Thursday, July 12, 2012

Connections

Why is it that in some people we form such deep connections with almost instantaneously and others it takes years of building? Most people you never have a connection with, they just walk in and out of your life. Buying a candy bar here, spilling a soda there, yelling at the same traffic light. But, as quickly as they came, they depart.

How is it that I have lost the ability to determine the connections between me and others? Did Count really screw me up bad enough that I can't connect like I used to? That scares me so much but it reverberates as truth in my bones so it must be, at least mildly, true. I'm afraid to be stuck this way forever, lacking the ability to connect the way I used to. To anything; music, poetry, art, friends. I can only describe how I feel as...lacking. The emotion I previously had has been stolen from me. And now I am a void of something. Something I'm afraid I'll never be able to get back.

Is it possible to lose your soul? Can someone truly steal it from you, in the night? Creature of the night. Count, you have failed me so. And I had such high hopes for us, even if I always knew they weren't true. So, why did I listen? Why, oh why..someone please tell me, did I choose to love you? Regardless? If I knew so exactly how this would all play out, why did I stay and risk the beauty that was me? Count, you have stolen myself away from me. I want her back. You can have the apathy and the jadedness, they bring me nothing but regret and sadness.

Tuesday, October 5, 2010

I really need my own place


Every night for the past week, I've dreamed about life in my own apartment. Just me, and Yoda. Some roommates if we must (you know, because I'm in college and we can't afford the rent but still feel the need to live on our own...off campus). I'm not kidding either; my dreams seriously have been revolving around this.

Well, my own place and Dave Navarro. BUT who can blame me for that one?

*contented sigh*

ANYWHOO, as I was saying...a new place on my own would be great. I think it might be next fall before that happens (lot's of plans...lot's going on, lot's of previous commitments you know the drill). But I can't wait. There are so many reasons it's not even funny, first being because I'm a twenty-something (A YOUNG one) and haven't lived outside of my parent's house even once. Second, well...a conversation from my dad might help.

I guess to really get the gist of it you've got to understand that I live with my dad on a ranch 30 minutes from the nearest town (and an hour and a half from my school ugggh).

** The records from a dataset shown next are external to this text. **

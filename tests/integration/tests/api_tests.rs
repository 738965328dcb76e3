//! HTTP integration tests
//!
//! Each test starts its own server on in-memory storage, so no external
//! services are required.
//!
//! Run with: cargo test -p integration-tests --test api_tests

use integration_tests::{
    assert_json, assert_redirect, assert_status, fixtures::*, TestServer, TestSession,
};
use reqwest::StatusCode;

async fn server() -> TestServer {
    TestServer::start().await.expect("Failed to start server")
}

async fn post_message(server: &TestServer, session: &TestSession, text: &str) -> String {
    let response = server
        .post_form_auth("/messages/new", session, &[("text", text)])
        .await
        .unwrap();
    assert_redirect(&response, &format!("/users/{}", session.user_id)).unwrap();

    let profile: Profile = assert_json(
        server
            .get_auth(&format!("/users/{}", session.user_id), session)
            .await
            .unwrap(),
        StatusCode::OK,
    )
    .await
    .unwrap();
    profile.messages[0].id.clone()
}

// ============================================================================
// Health
// ============================================================================

#[tokio::test]
async fn test_health_check() {
    let server = server().await;
    let response = server.get("/health").await.unwrap();
    let body: serde_json::Value = assert_json(response, StatusCode::OK).await.unwrap();

    assert_eq!(body["status"], "healthy");
    assert_eq!(body["storage"], "memory");
}

// ============================================================================
// Sessions
// ============================================================================

#[tokio::test]
async fn test_signup_sets_session_cookie() {
    let server = server().await;
    let session = server.signup().await.unwrap();

    assert!(!session.user_id.is_empty());
    assert!(session.cookie.starts_with("warbler_session="));
}

#[tokio::test]
async fn test_signup_duplicate_username() {
    let server = server().await;
    let form = SignupForm::unique();
    server.post_form("/signup", &form).await.unwrap();

    let mut again = SignupForm::unique();
    again.username = form.username.clone();
    let response = server.post_form("/signup", &again).await.unwrap();
    let body: ErrorEnvelope = assert_json(response, StatusCode::CONFLICT).await.unwrap();
    assert_eq!(body.error.code, "USERNAME_TAKEN");
}

#[tokio::test]
async fn test_signup_invalid_form() {
    let server = server().await;
    let response = server
        .post_form(
            "/signup",
            &[("username", "x"), ("email", "not-an-email"), ("password", "123")],
        )
        .await
        .unwrap();
    assert_status(response, StatusCode::BAD_REQUEST).await.unwrap();
}

#[tokio::test]
async fn test_login_and_logout() {
    let server = server().await;
    let first = server.signup().await.unwrap();

    let second = server.login(&first.username, TEST_PASSWORD).await.unwrap();
    assert_eq!(second.user_id, first.user_id);

    let response = server.post_auth("/logout", &second).await.unwrap();
    assert_redirect(&response, "/login").unwrap();

    // The revoked session no longer authenticates; the other one still does
    let response = server.get_auth("/", &second).await.unwrap();
    assert_redirect(&response, "/login").unwrap();
    let response = server.get_auth("/", &first).await.unwrap();
    assert_status(response, StatusCode::OK).await.unwrap();
}

#[tokio::test]
async fn test_login_invalid_credentials() {
    let server = server().await;
    let session = server.signup().await.unwrap();

    let response = server
        .post_form(
            "/login",
            &[("username", session.username.as_str()), ("password", "wrong-password")],
        )
        .await
        .unwrap();
    assert_status(response, StatusCode::UNAUTHORIZED).await.unwrap();
}

#[tokio::test]
async fn test_anonymous_requests_redirect_to_login() {
    let server = server().await;
    let owner = server.signup().await.unwrap();
    let message_id = post_message(&server, &owner, "still here").await;

    for path in [
        "/".to_string(),
        format!("/users/{}/followers", owner.user_id),
        format!("/users/{}/following", owner.user_id),
    ] {
        let response = server.get(&path).await.unwrap();
        assert_redirect(&response, "/login").unwrap();
    }

    for path in [
        "/messages/new".to_string(),
        format!("/messages/{message_id}/delete"),
        format!("/users/follow/{}", owner.user_id),
        format!("/users/stop-following/{}", owner.user_id),
        "/logout".to_string(),
    ] {
        let response = server.post_form(&path, &[("text", "hi")]).await.unwrap();
        assert_redirect(&response, "/login").unwrap();
    }

    // The anonymous delete left the message in place
    let message: MessageBody = assert_json(
        server.get(&format!("/messages/{message_id}")).await.unwrap(),
        StatusCode::OK,
    )
    .await
    .unwrap();
    assert_eq!(message.text, "still here");
}

#[tokio::test]
async fn test_anonymous_post_redirects_before_form_checks() {
    let server = server().await;

    // No body at all
    let response = server.post("/messages/new").await.unwrap();
    assert_redirect(&response, "/login").unwrap();

    // Wrong field name
    let response = server
        .post_form("/messages/new", &[("body", "x")])
        .await
        .unwrap();
    assert_redirect(&response, "/login").unwrap();

    // Text that would fail validation
    let response = server
        .post_form("/messages/new", &[("text", "   ")])
        .await
        .unwrap();
    assert_redirect(&response, "/login").unwrap();
}

#[tokio::test]
async fn test_signed_in_post_with_malformed_form_is_rejected() {
    let server = server().await;
    let session = server.signup().await.unwrap();

    let response = server.post_auth("/messages/new", &session).await.unwrap();
    assert_status(response, StatusCode::BAD_REQUEST).await.unwrap();
}

// ============================================================================
// Follow graph
// ============================================================================

#[tokio::test]
async fn test_follow_and_list() {
    let server = server().await;
    let alice = server.signup().await.unwrap();
    let bob = server.signup().await.unwrap();

    let response = server
        .post_auth(&format!("/users/follow/{}", bob.user_id), &alice)
        .await
        .unwrap();
    assert_redirect(&response, &format!("/users/{}/following", alice.user_id)).unwrap();

    // Following twice is a no-op
    server
        .post_auth(&format!("/users/follow/{}", bob.user_id), &alice)
        .await
        .unwrap();

    let following: FollowList = assert_json(
        server
            .get_auth(&format!("/users/{}/following", alice.user_id), &alice)
            .await
            .unwrap(),
        StatusCode::OK,
    )
    .await
    .unwrap();
    assert_eq!(following.users.len(), 1);
    assert_eq!(following.users[0].id, bob.user_id);

    // Any signed-in user may view someone else's listings
    let followers: FollowList = assert_json(
        server
            .get_auth(&format!("/users/{}/followers", bob.user_id), &alice)
            .await
            .unwrap(),
        StatusCode::OK,
    )
    .await
    .unwrap();
    assert_eq!(followers.user.id, bob.user_id);
    assert_eq!(followers.users.len(), 1);
    assert_eq!(followers.users[0].username, alice.username);

    let bobs_following: FollowList = assert_json(
        server
            .get_auth(&format!("/users/{}/following", bob.user_id), &alice)
            .await
            .unwrap(),
        StatusCode::OK,
    )
    .await
    .unwrap();
    assert_eq!(bobs_following.user.id, bob.user_id);
    assert!(bobs_following.users.is_empty());

    // Bob sees the same listing of his own followers
    let own: FollowList = assert_json(
        server
            .get_auth(&format!("/users/{}/followers", bob.user_id), &bob)
            .await
            .unwrap(),
        StatusCode::OK,
    )
    .await
    .unwrap();
    assert_eq!(own.users.len(), 1);
}

#[tokio::test]
async fn test_unfollow() {
    let server = server().await;
    let alice = server.signup().await.unwrap();
    let bob = server.signup().await.unwrap();

    server
        .post_auth(&format!("/users/follow/{}", bob.user_id), &alice)
        .await
        .unwrap();
    let response = server
        .post_auth(&format!("/users/stop-following/{}", bob.user_id), &alice)
        .await
        .unwrap();
    assert_redirect(&response, &format!("/users/{}/following", alice.user_id)).unwrap();

    let profile: Profile = assert_json(
        server
            .get_auth(&format!("/users/{}", bob.user_id), &alice)
            .await
            .unwrap(),
        StatusCode::OK,
    )
    .await
    .unwrap();
    assert_eq!(profile.followers_count, 0);
    assert!(!profile.is_following);
}

#[tokio::test]
async fn test_self_follow_rejected() {
    let server = server().await;
    let alice = server.signup().await.unwrap();

    let response = server
        .post_auth(&format!("/users/follow/{}", alice.user_id), &alice)
        .await
        .unwrap();
    let body: ErrorEnvelope = assert_json(response, StatusCode::BAD_REQUEST).await.unwrap();
    assert_eq!(body.error.code, "SELF_FOLLOW");
}

#[tokio::test]
async fn test_follow_unknown_user() {
    let server = server().await;
    let alice = server.signup().await.unwrap();

    let response = server
        .post_auth("/users/follow/999999999", &alice)
        .await
        .unwrap();
    assert_status(response, StatusCode::NOT_FOUND).await.unwrap();

    let response = server
        .get_auth("/users/999999999/followers", &alice)
        .await
        .unwrap();
    assert_status(response, StatusCode::NOT_FOUND).await.unwrap();
}

// ============================================================================
// Messages
// ============================================================================

#[tokio::test]
async fn test_create_and_get_message() {
    let server = server().await;
    let alice = server.signup().await.unwrap();

    let message_id = post_message(&server, &alice, "first warble").await;

    // Messages are public
    let message: MessageBody = assert_json(
        server.get(&format!("/messages/{message_id}")).await.unwrap(),
        StatusCode::OK,
    )
    .await
    .unwrap();
    assert_eq!(message.text, "first warble");
    assert_eq!(message.author_id, alice.user_id);
}

#[tokio::test]
async fn test_message_text_rules() {
    let server = server().await;
    let alice = server.signup().await.unwrap();

    let response = server
        .post_form_auth("/messages/new", &alice, &[("text", "   ")])
        .await
        .unwrap();
    assert_status(response, StatusCode::BAD_REQUEST).await.unwrap();

    let long = "a".repeat(141);
    let response = server
        .post_form_auth("/messages/new", &alice, &[("text", long.as_str())])
        .await
        .unwrap();
    let body: ErrorEnvelope = assert_json(response, StatusCode::BAD_REQUEST).await.unwrap();
    assert_eq!(body.error.code, "CONTENT_TOO_LONG");
}

#[tokio::test]
async fn test_delete_own_message() {
    let server = server().await;
    let alice = server.signup().await.unwrap();
    let message_id = post_message(&server, &alice, "short-lived").await;

    let response = server
        .post_auth(&format!("/messages/{message_id}/delete"), &alice)
        .await
        .unwrap();
    assert_redirect(&response, &format!("/users/{}", alice.user_id)).unwrap();

    let response = server.get(&format!("/messages/{message_id}")).await.unwrap();
    assert_status(response, StatusCode::NOT_FOUND).await.unwrap();
}

#[tokio::test]
async fn test_delete_someone_elses_message_is_forbidden() {
    let server = server().await;
    let alice = server.signup().await.unwrap();
    let mallory = server.signup().await.unwrap();
    let message_id = post_message(&server, &alice, "mine").await;

    let response = server
        .post_auth(&format!("/messages/{message_id}/delete"), &mallory)
        .await
        .unwrap();
    let body: ErrorEnvelope = assert_json(response, StatusCode::FORBIDDEN).await.unwrap();
    assert_eq!(body.error.code, "NOT_MESSAGE_AUTHOR");

    // Still there
    let response = server.get(&format!("/messages/{message_id}")).await.unwrap();
    assert_status(response, StatusCode::OK).await.unwrap();
}

#[tokio::test]
async fn test_delete_missing_message() {
    let server = server().await;
    let alice = server.signup().await.unwrap();

    let response = server
        .post_auth("/messages/123456/delete", &alice)
        .await
        .unwrap();
    assert_status(response, StatusCode::NOT_FOUND).await.unwrap();
}

#[tokio::test]
async fn test_timeline_includes_followed_users() {
    let server = server().await;
    let alice = server.signup().await.unwrap();
    let bob = server.signup().await.unwrap();
    let carol = server.signup().await.unwrap();

    post_message(&server, &bob, "from bob").await;
    post_message(&server, &carol, "from carol").await;
    post_message(&server, &alice, "from alice").await;

    server
        .post_auth(&format!("/users/follow/{}", bob.user_id), &alice)
        .await
        .unwrap();

    let timeline: Timeline =
        assert_json(server.get_auth("/", &alice).await.unwrap(), StatusCode::OK)
            .await
            .unwrap();
    let texts: Vec<&str> = timeline.messages.iter().map(|m| m.text.as_str()).collect();
    assert_eq!(texts, vec!["from alice", "from bob"]);
}

#[tokio::test]
async fn test_profile_relationship_flags() {
    let server = server().await;
    let alice = server.signup().await.unwrap();
    let bob = server.signup().await.unwrap();

    server
        .post_auth(&format!("/users/follow/{}", alice.user_id), &bob)
        .await
        .unwrap();

    let profile: Profile = assert_json(
        server
            .get_auth(&format!("/users/{}", bob.user_id), &alice)
            .await
            .unwrap(),
        StatusCode::OK,
    )
    .await
    .unwrap();
    assert!(!profile.is_following);
    assert!(profile.is_followed_by);
    assert_eq!(profile.following_count, 1);

    // Anonymous viewers see the profile without relationship flags
    let profile: Profile = assert_json(
        server.get(&format!("/users/{}", bob.user_id)).await.unwrap(),
        StatusCode::OK,
    )
    .await
    .unwrap();
    assert!(!profile.is_followed_by);
}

I "work" for him, which really means I'm at his constant disposal. I've got to admit for the most part my job is easy. I drive him to town, pick up my sisters...occasionally feed horses, babysit, and clean the house. It really is easy, and I hate that I'm writing this blog bitching about it. BUT I AM. Because I damn well can. And possibly because I feel justified in doing so by this:

I'm sitting on the couch with my sister helping her do math homework when I mention I have homework to do myself and me and my sister joke around about swapping. She's ten, I'd kill for my homework to be THAT easy. We had gone riding on Saturday and me (being an idiot I admit) thought I could just ride in my dad's GIANT saddle, knowing the stirrups to be far far far too long for my short frame. Anyway, I did it, and I did it well I've gotta admit. Cantering (for those of you not horse-savvy that means "jogging" in horse style...basically) wildly around the paddock with my thighs glued to the horse like the BEAST thighs that they are (psych). So, I've been walking with a serious limp just about everywhere and people keep asking why. I say "I was riding bareback (oh ya added emphasis on the whole no stirrup thing...I went from saddle to bareback...to make it sound as difficult as it was) for an hour and a half (another blatant lie, it couldn't have been more than twenty minutes but I don't want to sound like a total loser ok?) at a canter and now I'm just really sore."

I can't even begin to describe how sore I am. I wake up at night hurting, I didn't know being this sore was possible.

I must''ve been using damn near every muscle in my body to keep from falling off. However, I have NOT been limping in front of the father. Why? Because that would be showing how weak I am. Anyway back to the main point.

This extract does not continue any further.